=== RECORDS ===

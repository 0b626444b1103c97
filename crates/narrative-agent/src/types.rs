use serde::{Deserialize, Serialize};
use std::collections::BTreeMap;

#[derive(Debug, Clone, Copy, PartialEq, Eq, Default, Serialize, Deserialize)]
#[serde(rename_all = "snake_case")]
pub enum NarrativeStatus {
    #[default]
    Unknown,
    TooEarly,
    EarlyPickup,
    PeakCrowded,
}

/// Cached LLM sentiment block produced by the enrichment cycle and merged
/// into the per-asset data on later runs. Scoring works identically with or
/// without it.
#[derive(Debug, Clone, Default, Serialize, Deserialize)]
#[serde(default)]
pub struct LlmSentiment {
    pub sentiment: String,
    pub confidence: f64,
    pub dominant_narrative: String,
    pub tone: String,
    pub narrative_topics: Vec<String>,
}

#[derive(Debug, Clone, Default, Serialize, Deserialize)]
#[serde(default)]
pub struct NarrativeAssetData {
    pub reddit_mentions: f64,
    pub twitter_mentions: f64,
    pub news_mentions: f64,
    pub influencer_mentions: u32,
    pub trending_coingecko: bool,
    pub total_mentions: f64,
    pub normalised_score: f64,
    pub narrative_status: NarrativeStatus,
    pub top_headlines: Vec<String>,
    pub community_sentiment: f64,
    pub llm_sentiment: Option<LlmSentiment>,
    pub sources_with_data: u32,
}

#[derive(Debug, Clone, Default, Serialize, Deserialize)]
#[serde(default)]
pub struct NarrativeSummary {
    pub early_pickup: Vec<String>,
    pub too_early: Vec<String>,
    pub peak_crowded: Vec<String>,
    pub no_data: Vec<String>,
}

#[derive(Debug, Clone, Default, Serialize, Deserialize)]
#[serde(default)]
pub struct NarrativeData {
    pub by_asset: BTreeMap<String, NarrativeAssetData>,
    pub trending_on_coingecko: Vec<String>,
    pub sources_used: Vec<String>,
    pub summary: NarrativeSummary,
}

/// Rolling mention peak, appended to the kv-json store; the latest row wins
/// and decay is applied on read.
#[derive(Debug, Clone, Serialize, Deserialize)]
pub struct PeakRecord {
    pub peak: f64,
    pub timestamp: String,
}
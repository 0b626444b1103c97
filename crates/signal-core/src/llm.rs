use reqwest::Client;
use serde::Deserialize;
use serde_json::json;
use std::time::Duration;

use crate::error::SignalError;

const MESSAGES_URL: &str = "https://api.anthropic.com/v1/messages";
const API_VERSION: &str = "2023-06-01";

/// Minimal Anthropic Messages API client used by the best-effort enrichment
/// paths (fusion insights, narrative sentiment cache).
///
/// All failures surface as `Err` and are converted by callers into envelope
/// error entries; scoring never depends on this client succeeding.
#[derive(Clone)]
pub struct LlmClient {
    client: Client,
    api_key: String,
}

#[derive(Debug, Deserialize)]
struct MessagesResponse {
    #[serde(default)]
    content: Vec<ContentBlock>,
    #[serde(default)]
    stop_reason: Option<String>,
}

#[derive(Debug, Deserialize)]
struct ContentBlock {
    #[serde(rename = "type")]
    kind: String,
    #[serde(default)]
    text: String,
}

impl LlmClient {
    /// Build a client from `ANTHROPIC_API_KEY`. Returns `None` when the
    /// credential is absent, which callers treat as "enrichment disabled".
    pub fn from_env() -> Option<Self> {
        let api_key = std::env::var("ANTHROPIC_API_KEY").ok()?;
        let api_key = api_key.trim().to_string();
        if api_key.is_empty() {
            return None;
        }

        let client = Client::builder()
            .timeout(Duration::from_secs(30))
            .build()
            .unwrap_or_else(|_| Client::new());

        Some(Self { client, api_key })
    }

    /// Single-turn completion: send one user prompt under a system prompt and
    /// return the concatenated text blocks of the reply.
    pub async fn complete(
        &self,
        model: &str,
        max_tokens: u32,
        system: &str,
        prompt: &str,
    ) -> Result<String, SignalError> {
        let payload = json!({
            "model": model,
            "max_tokens": max_tokens,
            "system": system,
            "messages": [{"role": "user", "content": prompt}],
        });

        let response = self
            .client
            .post(MESSAGES_URL)
            .header("x-api-key", &self.api_key)
            .header("anthropic-version", API_VERSION)
            .json(&payload)
            .send()
            .await?;

        let status = response.status();
        if !status.is_success() {
            let body = response.text().await.unwrap_or_default();
            return Err(SignalError::Upstream(format!(
                "anthropic HTTP {}: {}",
                status.as_u16(),
                body.chars().take(200).collect::<String>()
            )));
        }

        let parsed: MessagesResponse = response.json().await?;

        if parsed.stop_reason.as_deref() == Some("refusal") {
            return Err(SignalError::Upstream("anthropic refusal".to_string()));
        }

        let text: String = parsed
            .content
            .iter()
            .filter(|block| block.kind == "text")
            .map(|block| block.text.as_str())
            .collect::<Vec<_>>()
            .join("");

        if text.is_empty() {
            return Err(SignalError::Upstream("anthropic empty response".to_string()));
        }

        Ok(text)
    }
}
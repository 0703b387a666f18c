//! The capability set both gateways expose to the orchestrator, and the
//! reverse contract the orchestrator exposes back to them.
//!
//! Gateway selection is a function of a [`crate::model::Peer`]'s variant,
//! never a runtime class lookup — see `DESIGN NOTES` in `SPEC_FULL.md`.

use std::ops::RangeInclusive;

use async_trait::async_trait;
use chrono::{DateTime, Utc};
use uuid::Uuid;

use crate::error::OrchestratorError;
use crate::model::{Peer, PersonProfile};

/// What the orchestrator can ask either gateway to do on its peer's behalf.
#[async_trait]
pub trait Gateway: Send + Sync {
    /// A conversation has been matched; tell `peer` about it.
    async fn start_conversation(
        &self,
        conversation_id: u32,
        peer: &Peer,
        profile: &PersonProfile,
        guid: Uuid,
    ) -> Result<(), OrchestratorError>;

    /// Forward a message from the other participant to `peer`.
    async fn send_message(
        &self,
        conversation_id: u32,
        msg_id: u32,
        text: &str,
        peer: &Peer,
    ) -> Result<(), OrchestratorError>;

    /// The dialog ended; prompt `peer` for a score and a profile guess.
    async fn start_evaluation(
        &self,
        conversation_id: u32,
        peer: &Peer,
        options: &[PersonProfile],
        true_profile: &PersonProfile,
        score_range: RangeInclusive<i32>,
    ) -> Result<(), OrchestratorError>;

    /// Both sides are done evaluating; tear down any gateway-local state.
    async fn finish_conversation(&self, conversation_id: u32) -> Result<(), OrchestratorError>;
}

/// The events the orchestrator handles on behalf of either gateway.
///
/// Both `HumanGateway` and `BotGateway` hold one of these (defaulting to
/// [`NoopDialogHandler`]) and forward user/bot intents through it.
#[async_trait]
pub trait DialogHandler: Send + Sync {
    async fn on_human_initiated_dialog(&self, user: Peer) -> Result<(), OrchestratorError>;

    async fn on_message_received(
        &self,
        conversation_id: u32,
        sender: Peer,
        text: String,
        time: DateTime<Utc>,
    ) -> Result<u32, OrchestratorError>;

    async fn on_message_evaluated(
        &self,
        conversation_id: u32,
        evaluator: Peer,
        score: u8,
        msg_id: Option<u32>,
    ) -> Result<(), OrchestratorError>;

    async fn switch_to_next_topic(
        &self,
        conversation_id: u32,
        peer: Peer,
    ) -> Result<bool, OrchestratorError>;

    async fn trigger_dialog_end(&self, conversation_id: u32, peer: Peer) -> Result<(), OrchestratorError>;

    async fn evaluate_dialog(
        &self,
        conversation_id: u32,
        evaluator: Peer,
        score: Option<i32>,
    ) -> Result<(), OrchestratorError>;

    async fn select_other_peer_profile(
        &self,
        conversation_id: u32,
        evaluator: Peer,
        profile_idx: Option<usize>,
    ) -> Result<(), OrchestratorError>;

    async fn select_other_peer_profile_sentence(
        &self,
        conversation_id: u32,
        evaluator: Peer,
        sentence: String,
        sentence_idx: Option<usize>,
    ) -> Result<(), OrchestratorError>;

    async fn complain(&self, conversation_id: u32, complainer: Peer) -> Result<bool, OrchestratorError>;
}

/// The gateway default before the orchestrator is wired in: every call is an
/// invariant violation, since nothing should reach a gateway before
/// construction finishes.
pub struct NoopDialogHandler;

#[async_trait]
impl DialogHandler for NoopDialogHandler {
    async fn on_human_initiated_dialog(&self, _user: Peer) -> Result<(), OrchestratorError> {
        Err(OrchestratorError::InvalidState)
    }

    async fn on_message_received(
        &self,
        _conversation_id: u32,
        _sender: Peer,
        _text: String,
        _time: DateTime<Utc>,
    ) -> Result<u32, OrchestratorError> {
        Err(OrchestratorError::InvalidState)
    }

    async fn on_message_evaluated(
        &self,
        _conversation_id: u32,
        _evaluator: Peer,
        _score: u8,
        _msg_id: Option<u32>,
    ) -> Result<(), OrchestratorError> {
        Err(OrchestratorError::InvalidState)
    }

    async fn switch_to_next_topic(
        &self,
        _conversation_id: u32,
        _peer: Peer,
    ) -> Result<bool, OrchestratorError> {
        Err(OrchestratorError::InvalidState)
    }

    async fn trigger_dialog_end(&self, _conversation_id: u32, _peer: Peer) -> Result<(), OrchestratorError> {
        Err(OrchestratorError::InvalidState)
    }

    async fn evaluate_dialog(
        &self,
        _conversation_id: u32,
        _evaluator: Peer,
        _score: Option<i32>,
    ) -> Result<(), OrchestratorError> {
        Err(OrchestratorError::InvalidState)
    }

    async fn select_other_peer_profile(
        &self,
        _conversation_id: u32,
        _evaluator: Peer,
        _profile_idx: Option<usize>,
    ) -> Result<(), OrchestratorError> {
        Err(OrchestratorError::InvalidState)
    }

    async fn select_other_peer_profile_sentence(
        &self,
        _conversation_id: u32,
        _evaluator: Peer,
        _sentence: String,
        _sentence_idx: Option<usize>,
    ) -> Result<(), OrchestratorError> {
        Err(OrchestratorError::InvalidState)
    }

    async fn complain(&self, _conversation_id: u32, _complainer: Peer) -> Result<bool, OrchestratorError> {
        Err(OrchestratorError::InvalidState)
    }
}
//! Detects a bot echoing its own assigned profile back into a dialog.
//!
//! For each `(conversation, bot)` pair, holds the set of n-grams extracted
//! from the bot's profile description and a running bad-streak counter.

use std::collections::{HashMap, HashSet};

use regex::Regex;
use tokio::sync::Mutex;

/// Outcome of checking a bot message against its profile n-grams.
#[derive(Debug, Clone, Copy, PartialEq, Eq)]
pub enum Verdict {
    Clean,
    Leak,
}

struct ChatGuard {
    ngrams: HashSet<String>,
    bad_streak: u32,
}

/// Tracks leak state across all live `(conversation, bot)` pairs.
pub struct TrigramGuard {
    window: usize,
    threshold: u32,
    chats: Mutex<HashMap<(u32, String), ChatGuard>>,
    word_splitter: Regex,
}

impl TrigramGuard {
    /// `threshold == 0` disables the guard: [`TrigramGuard::check`] always
    /// reports [`Verdict::Clean`].
    pub fn new(window: usize, threshold: u32) -> Self {
        Self {
            window,
            threshold,
            chats: Mutex::new(HashMap::new()),
            word_splitter: Regex::new(r"\W+").expect("static regex"),
        }
    }

    fn tokenize(&self, text: &str) -> Vec<String> {
        self.word_splitter
            .split(&text.to_lowercase())
            .filter(|s| !s.is_empty())
            .map(str::to_string)
            .collect()
    }

    fn ngrams(&self, text: &str) -> HashSet<String> {
        let words = self.tokenize(text);
        if words.len() < self.window || self.window == 0 {
            return HashSet::new();
        }
        words
            .windows(self.window)
            .map(|w| w.join(" "))
            .collect()
    }

    /// Register the bot's profile for a conversation, seeding its n-gram set.
    pub async fn register(&self, conversation_id: u32, bot_token: &str, profile_description: &str) {
        let ngrams = self.ngrams(profile_description);
        self.chats.lock().await.insert(
            (conversation_id, bot_token.to_string()),
            ChatGuard {
                ngrams,
                bad_streak: 0,
            },
        );
    }

    /// Check a bot message and update its bad streak.
    ///
    /// Returns [`Verdict::Leak`] once the streak reaches the configured
    /// threshold; the caller is responsible for forcing the dialog to end.
    pub async fn check(&self, conversation_id: u32, bot_token: &str, text: &str) -> Verdict {
        if self.threshold == 0 {
            return Verdict::Clean;
        }

        let text_ngrams = self.ngrams(text);
        let mut chats = self.chats.lock().await;
        let Some(guard) = chats.get_mut(&(conversation_id, bot_token.to_string())) else {
            return Verdict::Clean;
        };

        let leaked = !guard.ngrams.is_disjoint(&text_ngrams);
        if leaked {
            guard.bad_streak += 1;
        } else {
            guard.bad_streak = 0;
        }

        if guard.bad_streak >= self.threshold {
            Verdict::Leak
        } else {
            Verdict::Clean
        }
    }

    /// Drop tracking state for a conversation once it ends.
    pub async fn forget(&self, conversation_id: u32, bot_token: &str) {
        self.chats.lock().await.remove(&(conversation_id, bot_token.to_string()));
    }
}

#[cfg(test)]
mod tests {
    use super::*;

    #[tokio::test]
    async fn clean_message_resets_streak() {
        let guard = TrigramGuard::new(3, 2);
        guard.register(1, "bot", "I have a red cat").await;

        assert_eq!(guard.check(1, "bot", "good morning").await, Verdict::Clean);
        assert_eq!(guard.check(1, "bot", "I have a red cat").await, Verdict::Clean);
    }

    #[tokio::test]
    async fn leak_streak_triggers_at_threshold() {
        let guard = TrigramGuard::new(3, 2);
        guard.register(1, "bot", "I have a red cat").await;

        assert_eq!(guard.check(1, "bot", "I have a red cat").await, Verdict::Clean);
        assert_eq!(guard.check(1, "bot", "I have a red cat").await, Verdict::Leak);
    }

    #[tokio::test]
    async fn threshold_zero_disables_guard() {
        let guard = TrigramGuard::new(3, 0);
        guard.register(1, "bot", "I have a red cat").await;

        assert_eq!(guard.check(1, "bot", "I have a red cat").await, Verdict::Clean);
        assert_eq!(guard.check(1, "bot", "I have a red cat").await, Verdict::Clean);
    }

    #[tokio::test]
    async fn unregistered_chat_is_always_clean() {
        let guard = TrigramGuard::new(3, 1);
        assert_eq!(guard.check(99, "bot", "I have a red cat").await, Verdict::Clean);
    }

    #[tokio::test]
    async fn tokenization_is_case_and_punctuation_insensitive() {
        let guard = TrigramGuard::new(3, 1);
        guard.register(1, "bot", "I have a red cat").await;
        assert_eq!(guard.check(1, "bot", "I... HAVE, a RED cat!").await, Verdict::Leak);
    }

    #[tokio::test]
    async fn forget_drops_tracking_state() {
        let guard = TrigramGuard::new(3, 1);
        guard.register(1, "bot", "I have a red cat").await;
        guard.forget(1, "bot").await;
        assert_eq!(guard.check(1, "bot", "I have a red cat").await, Verdict::Clean);
    }
}
//! Per-bot FIFO queue feeding long-poll `getUpdates` responses.
//!
//! Mirrors the `asyncio.Queue` + `wait_for(timeout)` long-poll pattern from
//! the original bot gateway: wait up to `timeout` for the first envelope,
//! then drain whatever else is already queued, non-blockingly, up to the
//! caller's `limit`.

use std::collections::{HashMap, VecDeque};
use std::sync::Arc;
use std::time::Duration;

use serde::{Deserialize, Serialize};
use tokio::sync::{Mutex, Notify};

/// An envelope queued for a bot, paired with the `update_id` it is handed
/// out under.
#[derive(Debug, Clone, Serialize, Deserialize)]
pub struct Update<T> {
    pub update_id: u64,
    pub message: T,
}

struct BotQueue<T> {
    envelopes: VecDeque<T>,
    notify: Arc<Notify>,
}

impl<T> Default for BotQueue<T> {
    fn default() -> Self {
        Self {
            envelopes: VecDeque::new(),
            notify: Arc::new(Notify::new()),
        }
    }
}

/// Error returned by mailbox operations.
#[derive(Debug, Clone, PartialEq, Eq, thiserror::Error)]
pub enum MailboxError {
    #[error("bot not registered")]
    BotNotRegistered,
}

/// FIFO queues keyed by bot token.
///
/// Exactly one long-poller per bot is the expected usage; fairness across
/// racing pollers on the same token is not guaranteed.
pub struct BotMailbox<T> {
    queues: Mutex<HashMap<String, BotQueue<T>>>,
}

impl<T> Default for BotMailbox<T> {
    fn default() -> Self {
        Self {
            queues: Mutex::new(HashMap::new()),
        }
    }
}

impl<T: Clone + Send> BotMailbox<T> {
    pub fn new() -> Self {
        Self::default()
    }

    /// Explicitly register a bot's queue so `getUpdates` won't reject it as
    /// unregistered even before its first message.
    pub async fn register(&self, token: &str) {
        self.queues.lock().await.entry(token.to_string()).or_default();
    }

    /// Append an envelope to a bot's queue, waking any waiting long-poller.
    pub async fn enqueue(&self, token: &str, envelope: T) {
        let mut queues = self.queues.lock().await;
        let queue = queues.entry(token.to_string()).or_default();
        queue.envelopes.push_back(envelope);
        queue.notify.notify_one();
    }

    /// Long-poll for updates.
    ///
    /// Waits up to `timeout` for the first envelope if the queue is empty,
    /// then drains non-blockingly up to `limit - 1` more. `last_update_id`
    /// is the previous counter value; returns the envelopes paired with
    /// their assigned `update_id`s plus the new counter value to persist.
    pub async fn get_updates(
        &self,
        token: &str,
        timeout: Duration,
        limit: usize,
        last_update_id: u64,
    ) -> Result<(Vec<Update<T>>, u64), MailboxError> {
        let limit = limit.clamp(1, 100);

        loop {
            let (notify, has_items) = {
                let mut queues = self.queues.lock().await;
                let queue = queues.get_mut(token).ok_or(MailboxError::BotNotRegistered)?;
                (queue.notify.clone(), !queue.envelopes.is_empty())
            };

            if has_items || timeout.is_zero() {
                break;
            }
            if tokio::time::timeout(timeout, notify.notified()).await.is_err() {
                break;
            }
        }

        let mut queues = self.queues.lock().await;
        let queue = queues.get_mut(token).ok_or(MailboxError::BotNotRegistered)?;

        let mut drained = Vec::new();
        while drained.len() < limit {
            match queue.envelopes.pop_front() {
                Some(envelope) => drained.push(envelope),
                None => break,
            }
        }

        let updates = drained
            .into_iter()
            .enumerate()
            .map(|(i, message)| Update {
                update_id: last_update_id + i as u64,
                message,
            })
            .collect::<Vec<_>>();

        let new_last_update_id = last_update_id + updates.len() as u64;
        Ok((updates, new_last_update_id))
    }
}

#[cfg(test)]
mod tests {
    use super::*;

    #[tokio::test]
    async fn get_updates_on_empty_queue_with_zero_timeout_returns_empty() {
        let mailbox: BotMailbox<String> = BotMailbox::new();
        mailbox.register("bot").await;

        let (updates, new_id) = mailbox
            .get_updates("bot", Duration::ZERO, 100, 5)
            .await
            .unwrap();
        assert!(updates.is_empty());
        assert_eq!(new_id, 5);
    }

    #[tokio::test]
    async fn unknown_token_errors() {
        let mailbox: BotMailbox<String> = BotMailbox::new();
        let result = mailbox.get_updates("ghost", Duration::ZERO, 100, 0).await;
        assert_eq!(result.unwrap_err(), MailboxError::BotNotRegistered);
    }

    #[tokio::test]
    async fn enqueue_then_drain_assigns_increasing_update_ids() {
        let mailbox: BotMailbox<String> = BotMailbox::new();
        mailbox.register("bot").await;
        mailbox.enqueue("bot", "hello".into()).await;
        mailbox.enqueue("bot", "world".into()).await;

        let (updates, new_id) = mailbox
            .get_updates("bot", Duration::ZERO, 100, 10)
            .await
            .unwrap();
        assert_eq!(updates.len(), 2);
        assert_eq!(updates[0].update_id, 10);
        assert_eq!(updates[1].update_id, 11);
        assert_eq!(new_id, 12);
    }

    #[tokio::test]
    async fn limit_clamps_drain_size() {
        let mailbox: BotMailbox<String> = BotMailbox::new();
        mailbox.register("bot").await;
        for i in 0..5 {
            mailbox.enqueue("bot", format!("msg{}", i)).await;
        }

        let (updates, _) = mailbox.get_updates("bot", Duration::ZERO, 3, 0).await.unwrap();
        assert_eq!(updates.len(), 3);

        let (remaining, _) = mailbox.get_updates("bot", Duration::ZERO, 100, 3).await.unwrap();
        assert_eq!(remaining.len(), 2);
    }

    #[tokio::test(start_paused = true)]
    async fn long_poll_wakes_as_soon_as_a_message_arrives() {
        use std::sync::Arc;

        let mailbox: Arc<BotMailbox<String>> = Arc::new(BotMailbox::new());
        mailbox.register("bot").await;

        let poller = {
            let mailbox = mailbox.clone();
            tokio::spawn(async move { mailbox.get_updates("bot", Duration::from_secs(30), 100, 0).await })
        };

        tokio::task::yield_now().await;
        mailbox.enqueue("bot", "hi".into()).await;

        let (updates, _) = poller.await.unwrap().unwrap();
        assert_eq!(updates.len(), 1);
        assert_eq!(updates[0].message, "hi");
    }
}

===

▶ [TASK GOAL]:
From the listing, reproduce every line where the word "counter" is present.

▶ [TASK SOLUTION]:
//! from the bot's profile description and a running bad-streak counter.
    /// is the previous counter value; returns the envelopes paired with
    /// their assigned `update_id`s plus the new counter value to persist.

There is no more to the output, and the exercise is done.